Additional information
In a key epidemiological study researchers evaluated a group of 59 press proofing workers from 16 factories who were employed for at least 2 months (Wang, 1986; Klimisch score =2). All but four of these workers had regular contact with solvents in the process of cleaning the rollers. Two exposure measures using personal air samplers were taken in 14 of the 16 factories. Referent neurological data was also collected from workers and healthy individuals. MCVs were also collected from workers exposed to n-hexane.

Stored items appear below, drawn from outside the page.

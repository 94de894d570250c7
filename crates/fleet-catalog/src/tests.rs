//! Unit tests for the route assignment rule.

use fleet_core::{GeoPoint, OperatingMode, ResourceId, ResourceKind, ResourceRng};

use crate::assign::{RoutePlan, assign_route};
use crate::routes::PATROL_ROUTES;
use crate::sites::{DEPOT, PROJECT_AREAS, QUARRY_NORTH, QUARRY_SOUTH};

// ── Helpers ───────────────────────────────────────────────────────────────────

fn rng(resource: u32) -> ResourceRng {
    ResourceRng::new(42, ResourceId(resource))
}

fn plan(kind: ResourceKind, unit_index: u32, kind_count: u32) -> RoutePlan {
    assign_route(kind, unit_index, kind_count, &mut rng(unit_index))
}

fn close_to(a: GeoPoint, b: GeoPoint, km: f64) -> bool {
    a.distance_km(b) <= km
}

// ── Per-kind topology ─────────────────────────────────────────────────────────

#[cfg(test)]
mod per_kind {
    use super::*;

    #[test]
    fn plow_cycles_patrol_routes() {
        for i in 0..6u32 {
            let p = plan(ResourceKind::Plow, i, 6);
            let expected = PATROL_ROUTES[i as usize % PATROL_ROUTES.len()];
            assert_eq!(p.waypoints.as_slice(), expected);
            assert_eq!(p.mode, OperatingMode::Moving);
            assert_eq!(p.speed_range_kmh, (30.0, 50.0));
        }
    }

    #[test]
    fn haul_quarry_alternates_by_parity() {
        let even = plan(ResourceKind::Haul, 0, 4);
        let odd = plan(ResourceKind::Haul, 1, 4);
        assert_eq!(even.waypoints.len(), 4);
        assert_eq!(even.waypoints[0], DEPOT);
        assert_eq!(even.waypoints[1], QUARRY_NORTH);
        assert_eq!(even.waypoints[3], DEPOT);
        assert_eq!(odd.waypoints[1], QUARRY_SOUTH);
        assert_eq!(even.mode, OperatingMode::Moving);
    }

    #[test]
    fn haul_project_area_rotates() {
        for i in 0..6u32 {
            let p = plan(ResourceKind::Haul, i, 6);
            assert_eq!(p.waypoints[2], PROJECT_AREAS[i as usize % PROJECT_AREAS.len()]);
        }
    }

    #[test]
    fn loader_splits_fleet_between_quarries() {
        // 4 loaders: units 0–1 north, units 2–3 south.
        for i in 0..2u32 {
            let p = plan(ResourceKind::Loader, i, 4);
            assert_eq!(p.waypoints.len(), 3);
            for wp in &p.waypoints {
                assert!(close_to(*wp, QUARRY_NORTH, 0.2), "unit {i} not at north quarry");
            }
            assert_eq!(p.mode, OperatingMode::Working);
        }
        for i in 2..4u32 {
            let p = plan(ResourceKind::Loader, i, 4);
            for wp in &p.waypoints {
                assert!(close_to(*wp, QUARRY_SOUTH, 0.2), "unit {i} not at south quarry");
            }
        }
    }

    #[test]
    fn excavator_two_point_loop_at_project_area() {
        for i in 0..3u32 {
            let p = plan(ResourceKind::Excavator, i, 3);
            assert_eq!(p.waypoints.len(), 2);
            let area = PROJECT_AREAS[i as usize % PROJECT_AREAS.len()];
            for wp in &p.waypoints {
                assert!(close_to(*wp, area, 0.1));
            }
            assert_eq!(p.speed_range_kmh, (2.0, 7.0));
        }
    }

    #[test]
    fn utility_parks_idle_at_depot() {
        let p = plan(ResourceKind::Utility, 0, 1);
        assert_eq!(p.waypoints, vec![DEPOT]);
        assert_eq!(p.mode, OperatingMode::Idle);
        assert_eq!(p.speed_range_kmh, (0.0, 0.0));
    }

    #[test]
    fn waypoints_never_empty() {
        let kinds = [
            ResourceKind::Plow,
            ResourceKind::Haul,
            ResourceKind::Loader,
            ResourceKind::Excavator,
            ResourceKind::Utility,
        ];
        for kind in kinds {
            for i in 0..8u32 {
                assert!(!plan(kind, i, 8).waypoints.is_empty());
            }
        }
    }
}

// ── Determinism ───────────────────────────────────────────────────────────────

#[cfg(test)]
mod determinism {
    use super::*;

    #[test]
    fn same_seed_reproduces_full_plan() {
        // Jitter included: identical RNG state → identical waypoints.
        let a = assign_route(ResourceKind::Loader, 1, 4, &mut rng(1));
        let b = assign_route(ResourceKind::Loader, 1, 4, &mut rng(1));
        assert_eq!(a, b);
    }

    #[test]
    fn topology_is_rng_independent_for_fixed_routes() {
        // Plow and haul routes carry no jitter at all — any RNG state yields
        // the same waypoints.
        let a = assign_route(ResourceKind::Haul, 2, 4, &mut rng(0));
        let b = assign_route(ResourceKind::Haul, 2, 4, &mut rng(99));
        assert_eq!(a.waypoints, b.waypoints);
    }
}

The neurological examination identified 15 workers with polyneuropathy and two ashymptomatic workers with abnormal MCVs. All but one of the workers were employed in factories that used solvents with n-hexane concentrations in excess of 50%.
No association was found with length of employment, statistically significant associations existed between frequency of polyneuropathy and abnormal MCV and n-hexane concentration in the cleaning solvents and between the frequency of polyneuropathy and n-hexane air concentrations. However, a significant reduction in the MCV was found among workers exposed to air concentrations less than 25 ppm, a result that the authors considered to be related to the prolonged exposure due to overtime work.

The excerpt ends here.